→ **What the task asks**: What lines of the listing below contain the word "once"? Copy each of them out.

[[ Records provided, beginning ]]

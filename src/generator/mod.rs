// Copyright (c) 2025 Steve Wagner (ciroque@live.com)
// SPDX-License-Identifier: MIT

//! Generator: resolves a feature request once, then computes it over datasets.
//!
//! ```rust
//! use std::sync::Arc;
//! use the_featurewood::{Column, Generator, Registry, Table, Tags};
//!
//! # #[tokio::main]
//! # async fn main() {
//! let mut registry = Registry::new("demo");
//! registry
//!     .register("doubled", &[], |inputs| {
//!         let x = inputs.raw("x")?.as_int("x")?;
//!         Ok(Column::Int(x.iter().map(|v| v.map(|v| v * 2)).collect()))
//!     })
//!     .unwrap();
//!
//! let dataset = Table::with_default_index(2)
//!     .with_column("x", Column::Int(vec![Some(1), None]))
//!     .unwrap();
//!
//! let mut generator = Generator::new(Arc::new(registry), &["doubled"]).unwrap();
//! let features = generator.fit_transform(dataset, Tags::new()).await.unwrap();
//! assert_eq!(features.column("doubled"), Some(&Column::Int(vec![Some(2), None])));
//! # }
//! ```

mod result;
mod tags;

use std::sync::Arc;
use std::time::Instant;
use tracing::Instrument;

use crate::config::GeneratorConfig;
use crate::engine::{ExecutionPlan, ExecutorFactory, FittedState, Mode, SequentialExecutor};
use crate::errors::{ExecutionError, ValidationError};
use crate::frame::Table;
use crate::observability::messages::generator::{
    InvocationCompleted, InvocationFailed, InvocationStarted,
};
use crate::observability::messages::StructuredLog;
use crate::registry::Registry;
use crate::traits::{ExecutionRequest, FeatureExecutor};

pub use result::{FeatureTable, Provenance};
pub use tags::Tags;

/// Computes a fixed list of requested features over datasets.
///
/// The request is resolved against the registry when the generator is built,
/// so unknown names and dependency cycles surface before any data is seen.
/// `fit_transform` learns parameters for stateful features and keeps them;
/// `transform` reuses them and fails with `NotFitted` if a stateful feature
/// has never been fitted.
pub struct Generator {
    registry: Arc<Registry>,
    plan: Arc<ExecutionPlan>,
    executor: Box<dyn FeatureExecutor>,
    state: Arc<FittedState>,
}

impl Generator {
    /// Resolve `features` against `registry` using the sequential executor.
    pub fn new<S: AsRef<str>>(
        registry: Arc<Registry>,
        features: &[S],
    ) -> Result<Self, ValidationError> {
        Self::with_executor(registry, features, Box::new(SequentialExecutor::new()))
    }

    pub fn with_executor<S: AsRef<str>>(
        registry: Arc<Registry>,
        features: &[S],
        executor: Box<dyn FeatureExecutor>,
    ) -> Result<Self, ValidationError> {
        let plan = ExecutionPlan::resolve(&registry, features)?;
        Ok(Self {
            registry,
            plan: Arc::new(plan),
            executor,
            state: Arc::new(FittedState::new()),
        })
    }

    /// Build a generator for the features and strategy named in `cfg`.
    pub fn from_config(
        registry: Arc<Registry>,
        cfg: &GeneratorConfig,
    ) -> Result<Self, ValidationError> {
        Self::with_executor(registry, &cfg.features, ExecutorFactory::from_config(cfg))
    }

    /// Replace the learned parameters, e.g. with ones persisted by an earlier
    /// process via [`FittedState::to_json`].
    pub fn with_fitted_state(mut self, state: FittedState) -> Self {
        self.state = Arc::new(state);
        self
    }

    /// Like [`Generator::with_fitted_state`], reading the state from JSON
    pub fn with_fitted_state_json(self, json: &str) -> Result<Self, ExecutionError> {
        let state = FittedState::from_json(json)?;
        Ok(self.with_fitted_state(state))
    }

    pub fn fitted_state(&self) -> &FittedState {
        &self.state
    }

    /// Serialize the learned parameters for storage outside the process
    pub fn export_fitted_state(&self) -> Result<String, ExecutionError> {
        Ok(self.state.to_json()?)
    }

    /// True once every stateful feature of the request has learned parameters
    pub fn is_fitted(&self) -> bool {
        self.first_unfitted().is_none()
    }

    pub fn requested(&self) -> &[String] {
        self.plan.requested()
    }

    pub fn plan(&self) -> &ExecutionPlan {
        &self.plan
    }

    pub fn registry(&self) -> &Registry {
        &self.registry
    }

    /// Compute the request in fit mode.
    ///
    /// Stateful features learn parameters from `dataset` and apply them. The
    /// learned parameters replace earlier ones only if the whole invocation
    /// succeeds; on error the stored state is untouched.
    pub async fn fit_transform(
        &mut self,
        dataset: impl Into<Arc<Table>>,
        tags: Tags,
    ) -> Result<FeatureTable, ExecutionError> {
        let (features, learned) = self.invoke(dataset.into(), Mode::Fit, tags).await?;

        if !learned.is_empty() {
            let mut state = FittedState::clone(&self.state);
            state.merge(learned);
            self.state = Arc::new(state);
        }
        Ok(features)
    }

    /// Compute the request in transform mode using previously learned
    /// parameters.
    pub async fn transform(
        &self,
        dataset: impl Into<Arc<Table>>,
        tags: Tags,
    ) -> Result<FeatureTable, ExecutionError> {
        if let Some(feature) = self.first_unfitted() {
            let error = ExecutionError::NotFitted {
                feature: feature.to_string(),
            };
            InvocationFailed {
                mode: Mode::Transform.as_str(),
                error: &error,
            }
            .log();
            return Err(error);
        }

        let (features, _) = self.invoke(dataset.into(), Mode::Transform, tags).await?;
        Ok(features)
    }

    /// First stateful feature of the plan, in plan order, with no params
    fn first_unfitted(&self) -> Option<&str> {
        self.plan
            .stateful_features()
            .find(|name| !self.state.is_fitted(name))
    }

    async fn invoke(
        &self,
        dataset: Arc<Table>,
        mode: Mode,
        tags: Tags,
    ) -> Result<(FeatureTable, FittedState), ExecutionError> {
        let started = Instant::now();
        let tag_text = tags.to_string();
        let start_msg = InvocationStarted {
            registry: self.registry.name(),
            mode: mode.as_str(),
            tags: &tag_text,
            rows: dataset.num_rows(),
            feature_count: self.plan.len(),
        };
        let span = start_msg.span("generator_invocation");
        span.in_scope(|| start_msg.log());

        let result = self.execute(dataset, mode, tags).instrument(span.clone()).await;

        span.in_scope(|| match &result {
            Ok((features, learned)) => InvocationCompleted {
                mode: mode.as_str(),
                rows: features.table().num_rows(),
                columns: features.table().num_columns(),
                fitted_count: learned.len(),
                duration: started.elapsed(),
            }
            .log(),
            Err(error) => InvocationFailed {
                mode: mode.as_str(),
                error,
            }
            .log(),
        });

        result
    }

    async fn execute(
        &self,
        dataset: Arc<Table>,
        mode: Mode,
        tags: Tags,
    ) -> Result<(FeatureTable, FittedState), ExecutionError> {
        let request = ExecutionRequest {
            registry: Arc::clone(&self.registry),
            plan: Arc::clone(&self.plan),
            dataset: Arc::clone(&dataset),
            mode,
            fitted: Arc::clone(&self.state),
        };
        let outcome = self.executor.execute(request).await?;

        let mut table = Table::new(dataset.index().to_vec());
        for name in self.plan.requested() {
            let column = outcome
                .columns
                .get(name)
                .ok_or_else(|| ExecutionError::InternalError {
                    message: format!("Requested feature '{}' was not computed", name),
                })?;
            table
                .insert_column(name.clone(), column.as_ref().clone())
                .map_err(|e| ExecutionError::InternalError {
                    message: format!("Failed to assemble feature table: {}", e),
                })?;
        }

        let provenance = Provenance {
            registry: self.registry.name().to_string(),
            mode,
            tags,
            resolved_order: self.plan.order().to_vec(),
            fitted: outcome.learned.features().map(str::to_string).collect(),
        };

        Ok((FeatureTable::new(table, provenance), outcome.learned))
    }
}

impl std::fmt::Debug for Generator {
    fn fmt(&self, f: &mut std::fmt::Formatter<'_>) -> std::fmt::Result {
        f.debug_struct("Generator")
            .field("registry", &self.registry.name())
            .field("requested", &self.plan.requested())
            .field("strategy", &self.executor.strategy())
            .field("fitted", &self.state.len())
            .finish()
    }
}
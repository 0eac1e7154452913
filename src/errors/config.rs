// Copyright (c) 2025 Steve Wagner (ciroque@live.com)
// SPDX-License-Identifier: MIT

use thiserror::Error;

/// Errors raised while loading a generator configuration file.
#[derive(Debug, Error)]
pub enum ConfigError {
    #[error("Failed to read config file: {0}")]
    Io(#[from] std::io::Error),

    #[error("Failed to parse config: {0}")]
    Parse(#[from] serde_yaml::Error),

    #[error("Invalid config: {0}")]
    Invalid(String),
}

[[ Records provided, end ]]

→ **Result of the task**:
//! Generator: resolves a feature request once, then computes it over datasets.
    /// True once every stateful feature of the request has learned parameters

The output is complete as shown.